- Task goal: Return copies of the lines below that mention "published".

- Extracted records:

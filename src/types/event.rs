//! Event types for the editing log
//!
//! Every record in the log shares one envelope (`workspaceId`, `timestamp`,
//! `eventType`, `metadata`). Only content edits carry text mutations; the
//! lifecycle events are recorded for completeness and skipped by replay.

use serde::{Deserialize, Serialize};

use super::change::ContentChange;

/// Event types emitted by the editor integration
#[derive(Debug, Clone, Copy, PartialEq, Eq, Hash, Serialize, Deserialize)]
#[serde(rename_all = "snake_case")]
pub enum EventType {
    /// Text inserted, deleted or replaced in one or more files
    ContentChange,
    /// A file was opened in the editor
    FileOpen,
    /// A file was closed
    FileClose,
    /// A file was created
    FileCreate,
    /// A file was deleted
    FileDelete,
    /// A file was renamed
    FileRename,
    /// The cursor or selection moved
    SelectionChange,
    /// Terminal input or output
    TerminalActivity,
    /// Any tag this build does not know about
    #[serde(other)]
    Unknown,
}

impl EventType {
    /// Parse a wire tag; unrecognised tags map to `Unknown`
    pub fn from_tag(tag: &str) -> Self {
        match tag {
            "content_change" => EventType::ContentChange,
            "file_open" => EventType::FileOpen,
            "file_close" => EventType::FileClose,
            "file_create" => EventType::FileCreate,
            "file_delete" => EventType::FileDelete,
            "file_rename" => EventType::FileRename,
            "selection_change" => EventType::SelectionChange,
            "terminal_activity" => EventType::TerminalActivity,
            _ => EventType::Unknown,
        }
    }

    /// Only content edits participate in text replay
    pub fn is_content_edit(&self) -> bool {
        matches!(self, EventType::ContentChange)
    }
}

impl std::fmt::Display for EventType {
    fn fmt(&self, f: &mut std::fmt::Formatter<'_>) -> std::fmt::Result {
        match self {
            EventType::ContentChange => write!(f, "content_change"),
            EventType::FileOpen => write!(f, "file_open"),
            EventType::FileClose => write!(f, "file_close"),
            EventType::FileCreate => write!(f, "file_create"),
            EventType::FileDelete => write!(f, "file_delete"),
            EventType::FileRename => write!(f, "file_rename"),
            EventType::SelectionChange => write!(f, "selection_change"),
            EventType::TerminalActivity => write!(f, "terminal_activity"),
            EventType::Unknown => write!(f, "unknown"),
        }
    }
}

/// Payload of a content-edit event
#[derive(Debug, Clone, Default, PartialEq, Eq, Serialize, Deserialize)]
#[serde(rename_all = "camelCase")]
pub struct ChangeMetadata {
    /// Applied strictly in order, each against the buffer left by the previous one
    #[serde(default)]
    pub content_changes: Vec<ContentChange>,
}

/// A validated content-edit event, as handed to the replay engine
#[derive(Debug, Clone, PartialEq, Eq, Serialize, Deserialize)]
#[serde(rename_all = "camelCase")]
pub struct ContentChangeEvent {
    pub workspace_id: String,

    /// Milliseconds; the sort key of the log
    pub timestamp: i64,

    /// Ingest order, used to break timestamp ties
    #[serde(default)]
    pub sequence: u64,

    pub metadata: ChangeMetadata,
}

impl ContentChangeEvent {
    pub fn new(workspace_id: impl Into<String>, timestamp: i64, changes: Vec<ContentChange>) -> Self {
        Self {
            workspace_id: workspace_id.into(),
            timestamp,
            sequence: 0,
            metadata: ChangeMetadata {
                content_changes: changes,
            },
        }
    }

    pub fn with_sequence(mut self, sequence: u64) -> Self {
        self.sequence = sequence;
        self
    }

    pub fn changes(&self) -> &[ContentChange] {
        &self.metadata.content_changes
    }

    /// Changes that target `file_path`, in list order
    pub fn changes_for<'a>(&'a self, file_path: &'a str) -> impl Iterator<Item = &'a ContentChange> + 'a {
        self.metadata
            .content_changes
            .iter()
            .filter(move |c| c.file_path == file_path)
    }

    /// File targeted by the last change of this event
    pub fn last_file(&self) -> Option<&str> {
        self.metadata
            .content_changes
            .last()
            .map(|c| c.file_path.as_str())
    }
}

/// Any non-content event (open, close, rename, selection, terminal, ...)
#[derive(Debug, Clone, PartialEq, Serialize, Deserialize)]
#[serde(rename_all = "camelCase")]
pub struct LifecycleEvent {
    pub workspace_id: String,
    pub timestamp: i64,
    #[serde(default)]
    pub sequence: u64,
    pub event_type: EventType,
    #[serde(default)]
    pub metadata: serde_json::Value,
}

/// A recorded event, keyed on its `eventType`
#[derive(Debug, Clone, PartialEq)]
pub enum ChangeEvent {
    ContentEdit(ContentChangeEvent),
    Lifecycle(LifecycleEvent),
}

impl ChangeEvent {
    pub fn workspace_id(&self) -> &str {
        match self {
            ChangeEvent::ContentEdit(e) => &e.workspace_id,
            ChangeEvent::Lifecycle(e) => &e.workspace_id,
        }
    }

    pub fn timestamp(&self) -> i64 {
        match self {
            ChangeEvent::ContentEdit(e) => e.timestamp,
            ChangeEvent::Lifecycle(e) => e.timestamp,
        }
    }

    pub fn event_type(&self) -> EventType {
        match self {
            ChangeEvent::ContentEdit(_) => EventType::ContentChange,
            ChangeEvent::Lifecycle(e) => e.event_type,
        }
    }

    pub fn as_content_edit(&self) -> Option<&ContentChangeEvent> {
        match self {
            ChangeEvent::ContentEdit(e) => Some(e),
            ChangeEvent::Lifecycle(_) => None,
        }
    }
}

...

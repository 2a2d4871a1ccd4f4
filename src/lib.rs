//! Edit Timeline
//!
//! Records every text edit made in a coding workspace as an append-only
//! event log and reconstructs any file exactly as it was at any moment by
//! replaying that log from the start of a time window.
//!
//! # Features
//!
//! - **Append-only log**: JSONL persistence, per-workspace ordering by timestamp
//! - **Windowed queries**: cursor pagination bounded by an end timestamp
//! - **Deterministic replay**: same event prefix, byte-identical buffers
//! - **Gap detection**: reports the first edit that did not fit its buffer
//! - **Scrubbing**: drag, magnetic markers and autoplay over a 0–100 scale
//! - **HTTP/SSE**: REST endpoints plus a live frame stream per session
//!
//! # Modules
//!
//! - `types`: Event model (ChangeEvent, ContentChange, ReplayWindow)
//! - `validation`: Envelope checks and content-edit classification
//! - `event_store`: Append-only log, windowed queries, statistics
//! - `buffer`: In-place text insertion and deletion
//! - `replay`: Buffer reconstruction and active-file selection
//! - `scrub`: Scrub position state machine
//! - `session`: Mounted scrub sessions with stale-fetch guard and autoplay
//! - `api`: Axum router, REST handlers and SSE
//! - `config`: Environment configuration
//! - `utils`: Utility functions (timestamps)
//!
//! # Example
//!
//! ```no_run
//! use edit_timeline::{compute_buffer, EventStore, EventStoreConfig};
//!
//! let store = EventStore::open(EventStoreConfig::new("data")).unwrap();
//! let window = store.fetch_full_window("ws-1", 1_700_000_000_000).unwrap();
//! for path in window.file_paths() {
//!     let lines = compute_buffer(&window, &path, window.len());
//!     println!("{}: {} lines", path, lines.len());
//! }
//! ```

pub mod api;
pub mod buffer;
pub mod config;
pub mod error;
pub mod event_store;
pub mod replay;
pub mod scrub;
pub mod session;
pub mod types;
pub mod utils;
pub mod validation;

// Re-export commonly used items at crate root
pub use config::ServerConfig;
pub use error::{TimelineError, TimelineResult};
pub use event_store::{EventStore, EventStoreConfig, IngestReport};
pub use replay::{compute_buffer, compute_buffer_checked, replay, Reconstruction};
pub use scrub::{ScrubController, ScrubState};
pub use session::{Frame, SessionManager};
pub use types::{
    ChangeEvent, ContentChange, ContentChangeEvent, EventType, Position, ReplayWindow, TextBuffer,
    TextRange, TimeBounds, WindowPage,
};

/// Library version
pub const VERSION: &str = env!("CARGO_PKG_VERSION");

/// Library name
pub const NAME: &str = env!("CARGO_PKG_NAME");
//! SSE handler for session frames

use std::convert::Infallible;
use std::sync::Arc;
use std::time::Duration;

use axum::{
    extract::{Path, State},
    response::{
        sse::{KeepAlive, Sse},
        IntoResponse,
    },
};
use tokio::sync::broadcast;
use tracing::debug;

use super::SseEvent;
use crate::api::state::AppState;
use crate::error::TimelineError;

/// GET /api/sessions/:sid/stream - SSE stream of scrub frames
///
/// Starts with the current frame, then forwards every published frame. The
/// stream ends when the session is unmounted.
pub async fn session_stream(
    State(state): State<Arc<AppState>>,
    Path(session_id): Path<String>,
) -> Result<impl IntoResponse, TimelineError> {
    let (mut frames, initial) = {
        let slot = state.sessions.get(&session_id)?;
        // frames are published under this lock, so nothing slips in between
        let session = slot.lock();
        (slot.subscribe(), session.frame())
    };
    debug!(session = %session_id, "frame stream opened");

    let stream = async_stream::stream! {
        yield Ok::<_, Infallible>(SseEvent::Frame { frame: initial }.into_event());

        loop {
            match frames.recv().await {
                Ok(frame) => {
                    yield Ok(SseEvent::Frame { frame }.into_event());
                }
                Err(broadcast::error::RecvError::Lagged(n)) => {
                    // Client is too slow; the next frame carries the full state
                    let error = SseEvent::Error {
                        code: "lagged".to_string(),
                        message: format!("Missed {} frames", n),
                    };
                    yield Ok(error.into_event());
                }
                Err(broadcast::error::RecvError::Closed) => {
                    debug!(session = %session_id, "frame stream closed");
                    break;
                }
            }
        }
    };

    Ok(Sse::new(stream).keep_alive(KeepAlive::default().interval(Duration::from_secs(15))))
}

- Result of the task:
/// Starts with the current frame, then forwards every published frame. The
        // frames are published under this lock, so nothing slips in between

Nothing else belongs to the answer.